Lockheed Martin and Boeing have some of the highest-profile defense contracts with the Pentagon. Lockheed is the maker of the F-35 Joint Strike Fighter — a program that has been restructured because of cost increases and delays. But Lockheed has also looked to Congress to bolster contracts for the C-130J cargo aircraft and C-5 Galaxy cargo planes.
Meanwhile, Boeing has been engaged in a high-profile lobbying and public relations battle with EADS North America, the subsidiary of the European conglomerate behind Airbus. Boeing is trying to convince both the Pentagon and Congress subsidies from European governments to Airbus should be weighed in the Air Force’s refueling-aircraft competition.
Boeing has also tapped Congress to back a long-term contract for its F-18 Super Hornet fighter jet. The company is working to receive more money for its C-17 cargo planes, an aircraft the Pentagon says it does not want.
EADS North America started a PAC in 2006. The PAC is on track to make record-level contributions this year. So far this year, it has contributed $219,500, compared to $189,100 in 2008.
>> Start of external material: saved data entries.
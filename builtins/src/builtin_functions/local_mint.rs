use std::sync::Arc;

use num_bigint::BigUint;

use super::common::{
    add_dct_entry_in_vm_output, add_to_dct_balance, check_input_arguments_for_local_action,
    check_value_length,
};
use super::{BuiltInFunctionName, BuiltinFunction};
use crate::account::UserAccountHandler;
use crate::check;
use crate::config::roles;
use crate::dct::Marshalizer;
use crate::error::{BuiltInError, BuiltInResult};
use crate::gas::{GasCost, GasCostCell};
use crate::interfaces::{DctRoleHandler, EnableEpochsHandler, GlobalSettingsHandler};
use crate::vm::{ContractCallInput, VmOutput};

/// `DCTLocalMint@tokenID@amount`, gated by the local mint role
pub struct DctLocalMint {
    marshaller: Arc<dyn Marshalizer>,
    global_settings_handler: Arc<dyn GlobalSettingsHandler>,
    roles_handler: Arc<dyn DctRoleHandler>,
    enable_epochs_handler: Arc<dyn EnableEpochsHandler>,
    gas: GasCostCell,
}

impl DctLocalMint {
    pub fn new(
        func_gas_cost: u64,
        marshaller: Option<Arc<dyn Marshalizer>>,
        global_settings_handler: Option<Arc<dyn GlobalSettingsHandler>>,
        roles_handler: Option<Arc<dyn DctRoleHandler>>,
        enable_epochs_handler: Option<Arc<dyn EnableEpochsHandler>>,
    ) -> BuiltInResult<Self> {
        Ok(Self {
            marshaller: check::required(marshaller, BuiltInError::NilMarshalizer)?,
            global_settings_handler: check::required(
                global_settings_handler,
                BuiltInError::NilGlobalSettingsHandler,
            )?,
            roles_handler: check::required(roles_handler, BuiltInError::NilRolesHandler)?,
            enable_epochs_handler: check::required(
                enable_epochs_handler,
                BuiltInError::NilEnableEpochsHandler,
            )?,
            gas: GasCostCell::with_func_cost(func_gas_cost),
        })
    }

    pub fn func_gas_cost(&self) -> u64 {
        self.gas.func_gas_cost()
    }
}

impl BuiltinFunction for DctLocalMint {
    fn process_builtin_function(
        &self,
        acnt_snd: Option<&mut dyn UserAccountHandler>,
        _acnt_dst: Option<&mut dyn UserAccountHandler>,
        vm_input: &ContractCallInput,
    ) -> BuiltInResult<VmOutput> {
        let func_gas_cost = self.gas.func_gas_cost();
        check_input_arguments_for_local_action(acnt_snd.as_deref(), vm_input, func_gas_cost)?;
        let Some(acnt_snd) = acnt_snd else {
            return Err(BuiltInError::NilUserAccount);
        };
        let token_id = &vm_input.arguments[0];

        self.roles_handler
            .check_allowed_to_execute(&*acnt_snd, token_id, roles::LOCAL_MINT)?;
        check_value_length(
            self.enable_epochs_handler.as_ref(),
            &vm_input.arguments[1],
            "dct local mint",
        )?;

        let value = BigUint::from_bytes_be(&vm_input.arguments[1]);
        add_to_dct_balance(
            acnt_snd,
            token_id,
            &value,
            self.marshaller.as_ref(),
            self.global_settings_handler.as_ref(),
            vm_input.return_call_after_error,
        )?;

        let mut vm_output = VmOutput::ok(vm_input.gas_provided - func_gas_cost);
        add_dct_entry_in_vm_output(
            &mut vm_output,
            BuiltInFunctionName::DctLocalMint.as_bytes(),
            token_id,
            0,
            &value,
            &[],
        );
        Ok(vm_output)
    }

    fn set_new_gas_config(&self, gas_cost: &GasCost) {
        self.gas
            .replace(gas_cost.built_in_cost.dct_local_mint, gas_cost.base_operation_cost);
    }
}
use std::collections::HashSet;

use log::debug;
use num_bigint::BigUint;

use super::common::{build_data_field, check_call_value, consume_gas};
use super::{BuiltInFunctionName, BuiltinFunction};
use crate::account::UserAccountHandler;
use crate::error::{BuiltInError, BuiltInResult};
use crate::gas::{GasCost, GasCostCell};
use crate::vm::{ContractCallInput, OutputTransfer, VmOutput};

/// `SetUserName@name`, callable only by a DNS contract
///
/// The legacy DNS contracts may only assign a first name. When user name
/// changes are enabled the v2 DNS contracts may also call, and an existing
/// name can be overwritten.
pub struct SaveUserName {
    map_dns_addresses: HashSet<Vec<u8>>,
    map_dns_v2_addresses: HashSet<Vec<u8>>,
    enable_user_name_change: bool,
    gas: GasCostCell,
}

impl SaveUserName {
    pub fn new(
        func_gas_cost: u64,
        map_dns_addresses: HashSet<Vec<u8>>,
        map_dns_v2_addresses: HashSet<Vec<u8>>,
        enable_user_name_change: bool,
    ) -> Self {
        Self {
            map_dns_addresses,
            map_dns_v2_addresses,
            enable_user_name_change,
            gas: GasCostCell::with_func_cost(func_gas_cost),
        }
    }

    fn is_allowed_caller(&self, caller: &[u8]) -> bool {
        if self.map_dns_addresses.contains(caller) {
            return true;
        }
        self.enable_user_name_change && self.map_dns_v2_addresses.contains(caller)
    }
}

impl BuiltinFunction for SaveUserName {
    fn process_builtin_function(
        &self,
        _acnt_snd: Option<&mut dyn UserAccountHandler>,
        acnt_dst: Option<&mut dyn UserAccountHandler>,
        vm_input: &ContractCallInput,
    ) -> BuiltInResult<VmOutput> {
        check_call_value(vm_input)?;
        if vm_input.arguments.len() != 1 {
            return Err(BuiltInError::InvalidArguments);
        }
        if !self.is_allowed_caller(&vm_input.caller_addr) {
            return Err(BuiltInError::CallerIsNotTheDnsAddress);
        }
        let gas_remaining = consume_gas(vm_input.gas_provided, self.gas.func_gas_cost())?;
        let user_name = &vm_input.arguments[0];

        let Some(acnt_dst) = acnt_dst else {
            // the name is set on the destination shard
            let mut vm_output = VmOutput::ok(gas_remaining);
            vm_output.add_output_transfer(
                &vm_input.recipient_addr,
                OutputTransfer {
                    value: BigUint::default(),
                    gas_limit: 0,
                    data: build_data_field(
                        BuiltInFunctionName::SetUserName.as_str(),
                        std::slice::from_ref(user_name),
                    ),
                    call_type: vm_input.call_type,
                    sender_address: vm_input.caller_addr.clone(),
                },
            );
            return Ok(vm_output);
        };

        if !acnt_dst.user_name().is_empty() && !self.enable_user_name_change {
            return Err(BuiltInError::UserNameChangeIsDisabled);
        }
        acnt_dst.set_user_name(user_name.clone());
        debug!(
            "user name of {} set to {}",
            hex::encode(&vm_input.recipient_addr),
            String::from_utf8_lossy(user_name)
        );

        Ok(VmOutput::ok(gas_remaining))
    }

    fn set_new_gas_config(&self, gas_cost: &GasCost) {
        self.gas
            .replace(gas_cost.built_in_cost.save_user_name, gas_cost.base_operation_cost);
    }
}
Watchdog organizations predict that in coming years competition for limited defense dollars will result in companies trying to preserve the business they already have.
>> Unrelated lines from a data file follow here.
// DCT NFT Transfer
// The sender runs `DCTNFTTransfer@tokenID@nonce@quantity@destination` on
// itself. The destination receives the same call with the destination
// argument replaced by the marshalled record, so metadata travels along
// with the quantity across shards.

use std::sync::Arc;

use log::trace;
use num_bigint::BigUint;
use num_traits::Zero;
use parking_lot::RwLock;

use super::common::{
    add_dct_entry_in_vm_output, build_data_field, check_call_value, check_frozen_and_pause,
    check_limited_transfer, check_payable, check_value_length, consume_gas, debit,
    must_verify_payable, nft_nonce, restore_slots, StoredSlot,
};
use super::{BuiltInFunctionName, BuiltinFunction};
use crate::account::{AccountsAdapter, UserAccountHandler};
use crate::check;
use crate::config::{
    is_smart_contract_address, ADDRESS_LEN, METACHAIN_SHARD_ID, MIN_LEN_ARGUMENTS_DCT_NFT_TRANSFER,
};
use crate::dct::keys::{dct_nft_token_key, dct_token_key};
use crate::dct::{DCToken, Marshalizer};
use crate::error::{BuiltInError, BuiltInResult};
use crate::gas::{GasCost, GasCostCell};
use crate::interfaces::{
    DisabledPayableHandler, EnableEpochsHandler, GlobalSettingsHandler, NftStorageHandler,
    PayableHandler, ShardCoordinator,
};
use crate::vm::{CallType, ContractCallInput, OutputTransfer, VmOutput};

pub struct DctNftTransfer {
    marshaller: Arc<dyn Marshalizer>,
    global_settings_handler: Arc<dyn GlobalSettingsHandler>,
    accounts: Arc<dyn AccountsAdapter>,
    shard_coordinator: Arc<dyn ShardCoordinator>,
    nft_storage_handler: Arc<dyn NftStorageHandler>,
    enable_epochs_handler: Arc<dyn EnableEpochsHandler>,
    payable_handler: RwLock<Arc<dyn PayableHandler>>,
    gas: GasCostCell,
}

impl DctNftTransfer {
    #[allow(clippy::too_many_arguments)]
    pub fn new(
        func_gas_cost: u64,
        marshaller: Option<Arc<dyn Marshalizer>>,
        global_settings_handler: Option<Arc<dyn GlobalSettingsHandler>>,
        accounts: Option<Arc<dyn AccountsAdapter>>,
        shard_coordinator: Option<Arc<dyn ShardCoordinator>>,
        nft_storage_handler: Option<Arc<dyn NftStorageHandler>>,
        enable_epochs_handler: Option<Arc<dyn EnableEpochsHandler>>,
    ) -> BuiltInResult<Self> {
        Ok(Self {
            marshaller: check::required(marshaller, BuiltInError::NilMarshalizer)?,
            global_settings_handler: check::required(
                global_settings_handler,
                BuiltInError::NilGlobalSettingsHandler,
            )?,
            accounts: check::required(accounts, BuiltInError::NilAccountsAdapter)?,
            shard_coordinator: check::required(shard_coordinator, BuiltInError::NilShardCoordinator)?,
            nft_storage_handler: check::required(
                nft_storage_handler,
                BuiltInError::NilDctNftStorageHandler,
            )?,
            enable_epochs_handler: check::required(
                enable_epochs_handler,
                BuiltInError::NilEnableEpochsHandler,
            )?,
            payable_handler: RwLock::new(Arc::new(DisabledPayableHandler)),
            gas: GasCostCell::with_func_cost(func_gas_cost),
        })
    }

    fn payable_handler(&self) -> Arc<dyn PayableHandler> {
        self.payable_handler.read().clone()
    }

    /// Destination record after receiving `received`, not yet persisted
    fn credited_record(
        &self,
        destination: &dyn UserAccountHandler,
        token_key: &[u8],
        nonce: u64,
        received: &DCToken,
    ) -> BuiltInResult<DCToken> {
        let (mut token, is_new) = self
            .nft_storage_handler
            .get_dct_nft_token_on_destination(destination, token_key, nonce)?;
        if is_new {
            token.token_type = received.token_type;
            token.token_meta_data = received.token_meta_data.clone();
        }
        token.value += &received.value;
        Ok(token)
    }

    fn process_on_sender(
        &self,
        acnt_snd: Option<&mut dyn UserAccountHandler>,
        vm_input: &ContractCallInput,
    ) -> BuiltInResult<VmOutput> {
        let args = &vm_input.arguments;
        let acnt_snd = acnt_snd.ok_or(BuiltInError::NilUserAccount)?;
        let token_id = &args[0];
        let nonce = nft_nonce(&args[1])?;
        check_value_length(self.enable_epochs_handler.as_ref(), &args[2], "dct nft transfer")?;
        let quantity = BigUint::from_bytes_be(&args[2]);
        if quantity.is_zero() {
            return Err(BuiltInError::InvalidArguments);
        }

        let destination = &args[3];
        if destination.len() != ADDRESS_LEN {
            return Err(BuiltInError::InvalidAddressLength);
        }
        if destination.as_slice() == acnt_snd.address() {
            return Err(BuiltInError::InvalidRcvAddr);
        }
        let destination_shard = self.shard_coordinator.compute_id(destination);
        if destination_shard == METACHAIN_SHARD_ID {
            return Err(BuiltInError::InvalidRcvAddr);
        }
        check_limited_transfer(
            self.global_settings_handler.as_ref(),
            &vm_input.caller_addr,
            destination,
            token_id,
        )?;
        let mut gas_remaining = consume_gas(vm_input.gas_provided, self.gas.func_gas_cost())?;

        // Step 1: Sender record
        let token_key = dct_token_key(token_id);
        let mut sender_token = self
            .nft_storage_handler
            .get_dct_nft_token_on_sender(&*acnt_snd, &token_key, nonce)?;
        check_frozen_and_pause(token_id, &sender_token, self.global_settings_handler.as_ref(), false)?;
        debit(&mut sender_token, &quantity)?;

        let transferred = DCToken {
            token_type: sender_token.token_type,
            value: quantity.clone(),
            token_meta_data: sender_token.token_meta_data.clone(),
            ..Default::default()
        };
        let marshalled = self.marshaller.marshal_token(&transferred)?;

        // Step 2: Same shard destinations are credited right away
        let has_call_after = args.len() > MIN_LEN_ARGUMENTS_DCT_NFT_TRANSFER;
        let mut destination_update = None;
        if destination_shard == self.shard_coordinator.self_id() {
            let is_direct_call_to_contract = is_smart_contract_address(destination)
                && !has_call_after
                && vm_input.call_type != CallType::AsynchronousCall
                && !vm_input.return_call_after_error;
            if is_direct_call_to_contract {
                check_payable(self.payable_handler().as_ref(), &vm_input.caller_addr, destination)?;
            }
            let destination_account = self.accounts.load_account(destination)?;
            let record =
                self.credited_record(&*destination_account, &token_key, nonce, &transferred)?;
            destination_update = Some((destination_account, record));
        }

        // Step 3: Persist, the sender record is put back if the credit fails
        let previous = StoredSlot::capture(&*acnt_snd, &dct_nft_token_key(&token_key, nonce))?;
        self.nft_storage_handler
            .save_dct_nft_token(&mut *acnt_snd, &token_key, nonce, &sender_token)?;
        if let Some((mut destination_account, record)) = destination_update {
            let credited = self
                .nft_storage_handler
                .save_dct_nft_token(&mut *destination_account, &token_key, nonce, &record)
                .and_then(|()| {
                    self.accounts
                        .save_account(destination_account)
                        .map_err(BuiltInError::from)
                });
            if let Err(err) = credited {
                restore_slots(&mut *acnt_snd, &[previous])?;
                return Err(err);
            }
        }

        // Step 4: Output
        let mut forwarded = vec![token_id.clone(), args[1].clone(), args[2].clone(), marshalled];
        forwarded.extend_from_slice(&args[MIN_LEN_ARGUMENTS_DCT_NFT_TRANSFER..]);
        let is_sc_call_after = is_smart_contract_address(destination) && has_call_after;
        let gas_limit = if is_sc_call_after {
            std::mem::take(&mut gas_remaining)
        } else {
            0
        };

        let mut vm_output = VmOutput::ok(gas_remaining);
        vm_output.add_output_transfer(
            destination,
            OutputTransfer {
                value: BigUint::default(),
                gas_limit,
                data: build_data_field(BuiltInFunctionName::DctNftTransfer.as_str(), &forwarded),
                call_type: vm_input.call_type,
                sender_address: vm_input.caller_addr.clone(),
            },
        );
        add_dct_entry_in_vm_output(
            &mut vm_output,
            BuiltInFunctionName::DctNftTransfer.as_bytes(),
            token_id,
            nonce,
            &quantity,
            &[destination.as_slice()],
        );
        Ok(vm_output)
    }

    fn process_on_destination(
        &self,
        acnt_dst: Option<&mut dyn UserAccountHandler>,
        vm_input: &ContractCallInput,
    ) -> BuiltInResult<VmOutput> {
        let args = &vm_input.arguments;
        let acnt_dst = acnt_dst.ok_or(BuiltInError::NilUserAccount)?;
        let token_id = &args[0];
        let nonce = nft_nonce(&args[1])?;
        let quantity = BigUint::from_bytes_be(&args[2]);
        let mut received = self.marshaller.unmarshal_token(&args[3])?;
        received.value = quantity.clone();

        if must_verify_payable(vm_input, MIN_LEN_ARGUMENTS_DCT_NFT_TRANSFER) {
            check_payable(
                self.payable_handler().as_ref(),
                &vm_input.caller_addr,
                &vm_input.recipient_addr,
            )?;
        }
        check_frozen_and_pause(
            token_id,
            &DCToken::default(),
            self.global_settings_handler.as_ref(),
            vm_input.return_call_after_error,
        )?;

        let token_key = dct_token_key(token_id);
        let record = self.credited_record(&*acnt_dst, &token_key, nonce, &received)?;
        self.nft_storage_handler
            .save_dct_nft_token(acnt_dst, &token_key, nonce, &record)?;
        trace!(
            "received {} of {} nonce {}",
            quantity,
            String::from_utf8_lossy(token_id),
            nonce
        );

        let mut vm_output = VmOutput::ok(vm_input.gas_provided);
        add_dct_entry_in_vm_output(
            &mut vm_output,
            BuiltInFunctionName::DctNftTransfer.as_bytes(),
            token_id,
            nonce,
            &quantity,
            &[vm_input.recipient_addr.as_slice()],
        );
        Ok(vm_output)
    }
}

impl BuiltinFunction for DctNftTransfer {
    fn process_builtin_function(
        &self,
        acnt_snd: Option<&mut dyn UserAccountHandler>,
        acnt_dst: Option<&mut dyn UserAccountHandler>,
        vm_input: &ContractCallInput,
    ) -> BuiltInResult<VmOutput> {
        check_call_value(vm_input)?;
        if vm_input.arguments.len() < MIN_LEN_ARGUMENTS_DCT_NFT_TRANSFER {
            return Err(BuiltInError::InvalidArguments);
        }
        if vm_input.caller_addr == vm_input.recipient_addr {
            return self.process_on_sender(acnt_snd, vm_input);
        }
        self.process_on_destination(acnt_dst, vm_input)
    }

    fn set_new_gas_config(&self, gas_cost: &GasCost) {
        self.gas.replace(
            gas_cost.built_in_cost.dct_nft_transfer,
            gas_cost.base_operation_cost,
        );
    }

    fn set_payable_handler(&self, handler: Arc<dyn PayableHandler>) {
        *self.payable_handler.write() = handler;
    }
}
“They are going to be fighting to preserve the piece of the pie,” said Steve Ellis, vice president of Taxpayers for Common Sense, a nonpartisan organization.
“Lawmakers are still the ones who are writing the checks. The fewer dollars that are going around, the more vicious the competition,” he added.
Sheila Krumholz, the executive director of the Center for Responsive Politics, said that there is an expectation from lawmakers that companies and their affiliated interests “pony up” the campaign contributions. She added that history has already proven that the Washington strategy based on campaign contributions and lobbying “offers a fantastic return on investment for those who play the game.”
For example, between August and November of 2008, General Dynamics’s PAC spent about $200,000.
Northrop Grumman’s PAC shows a similar pattern. The PAC had already spent $1,493,050 by mid-July. Overall, the PAC spent $1,623,250 in the 2008 election cycle, with about $242,000 spent in the last four months before the election.
Large defense companies and their PACs often find themselves in competition with each other when it comes to congressional contributions, said one defense lobbyist, who asked not to be quoted by name. The companies are wary of falling too far behind their competitors.
The more money the PACs have in their coffers, the lobbyist said, the more lawmakers they can contribute to outside the traditional defense committees, potentially making new allies.